Goal of the exercise:
Give the data a second time, exactly and in full.

Material to process:
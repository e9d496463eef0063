//! Polling reconciler: recomputes live schedule state from the log and
//! publishes it to observers.
//!
//! The reconciler owns the read path to the schedule log and a fixed-delay
//! poll loop. UI tiles, alert banners, and the worker's status logging all
//! subscribe to the same [`watch`](tokio::sync::watch) channel; none of
//! them may mutate scheduler state.

mod core;

#[cfg(test)]
mod tests;

pub use self::core::{RefreshHandle, ScheduleReconciler, ScheduleState};
use std::env;
use std::path::PathBuf;

use serde::{Deserialize, Serialize};

/// Load .env file (silently ignores if missing).
pub fn load_dotenv() {
    dotenvy::dotenv().ok();
}

fn env_or(key: &str, default: &str) -> String {
    env::var(key).unwrap_or_else(|_| default.to_string())
}

fn env_u32(key: &str, default: u32) -> u32 {
    env::var(key)
        .ok()
        .and_then(|v| v.parse().ok())
        .unwrap_or(default)
}

fn env_u64(key: &str, default: u64) -> u64 {
    env::var(key)
        .ok()
        .and_then(|v| v.parse().ok())
        .unwrap_or(default)
}

/// Scheduler configuration, read from environment variables.
///
/// The repeat interval is deliberately absent: it is set only via
/// `SCHEDULED` entries in the schedule log, never via config.
#[derive(Debug, Clone, Serialize, Deserialize)]
pub struct Config {
    /// Path to the append-only schedule log file.
    pub schedule_file: PathBuf,
    /// Fixed-delay reconciliation poll period in seconds.
    pub poll_secs: u64,
    /// How many days of historical rows to retain in computed state.
    pub history_days: u32,
    /// Expected device chain, used to cross-check the chain named by the
    /// active `SCHEDULED` entry. Empty = no cross-check.
    pub devices: Vec<String>,
}

impl Config {
    /// Build config from environment variables (call `load_dotenv()` first).
    pub fn from_env() -> Self {
        Self {
            schedule_file: PathBuf::from(env_or("SCHEDULE_FILE", "data/schedule/schedule.log")),
            poll_secs: env_u64("SCHEDULE_POLL_SECS", 10),
            history_days: env_u32("SCHEDULE_HISTORY_DAYS", 7),
            devices: env_or("SCHEDULE_DEVICES", "")
                .split_whitespace()
                .map(String::from)
                .collect(),
        }
    }

    /// Print a summary for startup logs.
    pub fn log_summary(&self) {
        tracing::info!("Config loaded:");
        tracing::info!("  schedule_file: {}", self.schedule_file.display());
        tracing::info!("  poll_secs:     {}", self.poll_secs);
        tracing::info!("  history_days:  {}", self.history_days);
        tracing::info!(
            "  devices:       {}",
            if self.devices.is_empty() {
                "(from schedule log)".to_string()
            } else {
                self.devices.join(" ")
            }
        );
    }
}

Reply to the exercise:
repository e9d496463eef0063
//! Polling reconciler: recomputes live schedule state from the log and
//! publishes it to observers.
//!
//! The reconciler owns the read path to the schedule log and a fixed-delay
//! poll loop. UI tiles, alert banners, and the worker's status logging all
//! subscribe to the same [`watch`](tokio::sync::watch) channel; none of
//! them may mutate scheduler state.

mod core;

#[cfg(test)]
mod tests;

pub use self::core::{RefreshHandle, ScheduleReconciler, ScheduleState};
use std::env;
use std::path::PathBuf;

use serde::{Deserialize, Serialize};

/// Load .env file (silently ignores if missing).
pub fn load_dotenv() {
    dotenvy::dotenv().ok();
}

fn env_or(key: &str, default: &str) -> String {
    env::var(key).unwrap_or_else(|_| default.to_string())
}

fn env_u32(key: &str, default: u32) -> u32 {
    env::var(key)
        .ok()
        .and_then(|v| v.parse().ok())
        .unwrap_or(default)
}

fn env_u64(key: &str, default: u64) -> u64 {
    env::var(key)
        .ok()
        .and_then(|v| v.parse().ok())
        .unwrap_or(default)
}

/// Scheduler configuration, read from environment variables.
///
/// The repeat interval is deliberately absent: it is set only via
/// `SCHEDULED` entries in the schedule log, never via config.
#[derive(Debug, Clone, Serialize, Deserialize)]
pub struct Config {
    /// Path to the append-only schedule log file.
    pub schedule_file: PathBuf,
    /// Fixed-delay reconciliation poll period in seconds.
    pub poll_secs: u64,
    /// How many days of historical rows to retain in computed state.
    pub history_days: u32,
    /// Expected device chain, used to cross-check the chain named by the
    /// active `SCHEDULED` entry. Empty = no cross-check.
    pub devices: Vec<String>,
}

impl Config {
    /// Build config from environment variables (call `load_dotenv()` first).
    pub fn from_env() -> Self {
        Self {
            schedule_file: PathBuf::from(env_or("SCHEDULE_FILE", "data/schedule/schedule.log")),
            poll_secs: env_u64("SCHEDULE_POLL_SECS", 10),
            history_days: env_u32("SCHEDULE_HISTORY_DAYS", 7),
            devices: env_or("SCHEDULE_DEVICES", "")
                .split_whitespace()
                .map(String::from)
                .collect(),
        }
    }

    /// Print a summary for startup logs.
    pub fn log_summary(&self) {
        tracing::info!("Config loaded:");
        tracing::info!("  schedule_file: {}", self.schedule_file.display());
        tracing::info!("  poll_secs:     {}", self.poll_secs);
        tracing::info!("  history_days:  {}", self.history_days);
        tracing::info!(
            "  devices:       {}",
            if self.devices.is_empty() {
                "(from schedule log)".to_string()
            } else {
                self.devices.join(" ")
            }
        );
    }
}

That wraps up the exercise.